Oncologists often shelter patients with stage IV cancer from the realities of their diagnoses, according to a new article.
As reported in a recent “perspective” article by a researcher under the auspices of NYU Winthrop Hospital’s Research Institute, such practices deprive patients of “a full understanding of their poor prognosis, possibly compromising their ability to make informed choices.”
“We hope this article causes a strong reaction in the professional oncology community, and stirs much-needed debate on the topic,” says the author, Donald Brand, PhD, adjunct professor at NYU Long Island School of Medicine and former director of health outcomes research at NYU Winthrop Hospital.
Dr. Brand’s article, titled “The Stage IV Shuffle: Elusiveness of Straight Talk About Advanced Cancer,” recently published in the Journal of General Internal Medicine.

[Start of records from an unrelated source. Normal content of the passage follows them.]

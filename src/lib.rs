//! POSIX-like document access over remote storage backends.
//!
//! Remotes are named storage endpoints; a doc string `<remote><path>`
//! addresses one node and doubles as its stable external ID. The crate
//! resolves docs to long-lived per-remote VFS instances, translates
//! heterogeneous backend failures into a small errno taxonomy, and keeps a
//! runtime-rebuildable trust store for outbound TLS.

pub mod backend;
pub mod config;
pub mod doc;
pub mod error;
pub mod ops;
pub mod tls;
pub mod transfer;
pub mod vfs;

pub use backend::{BackendFactory, NodeInfo, NodeKind, RemoteBackend, StandardBackends, Usage};
pub use config::{CacheMode, ConfigError, ConfigStore, VfsOptions};
pub use doc::ParseError;
pub use error::{BackendError, OpError, VfsError};
pub use ops::{Authorizer, DirEntry, DocBridge, DocFile, RpcDispatcher, RpcResult};
pub use tls::{TrustStore, TrustStorePaths};
pub use vfs::{FileHandle, Vfs, VfsCache};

“I recommend straight talk about late-stage cancer that can give patients realistic hopes instead of false hopes that are apt to betray later on,” says Dr. Brand. “Oncologists may be well-meaning in their efforts to mitigate the shock of bad news, but glossing over the facts of efficacy may explain why so many patients believe their metastatic cancer can be cured and why so few patients with advanced cancer decline chemotherapy.”
Dr. Brand argues that the same frank communications are needed from health educators as they prepare materials about advanced cancer, and from researchers as they report study findings. The latter, says Dr. Brand, often focus on statistics that involve tumor response to treatments rather than relaying survival statistics.
Dr. Brand points out that, in recent years, more than half of clinical trials leading to approval of drugs by the U.S. Food and Drug Administration for oncologic indications relied on outcomes such as those related to the suppression of tumor growth—rather than on survival, which “tends to make results look more favorable.”
According to Dr. Brand’s article, pointing out to a patient that treatment is unlikely to help “does not take away all hope, as some defenders of the stage IV shuffle might argue. “Candid discussion can give the patient realistic hopes… While it is not the clinician’s job to challenge a patient who hopes to beat the odds, it is the clinician’s job to disclose the odds when a patient wants to know.”
“The Stage IV Shuffle: Elusiveness of Straight Talk About Advanced Cancer” currently appears online in the Journal of General Internal Medicine and will appear in print in an upcoming journal issue.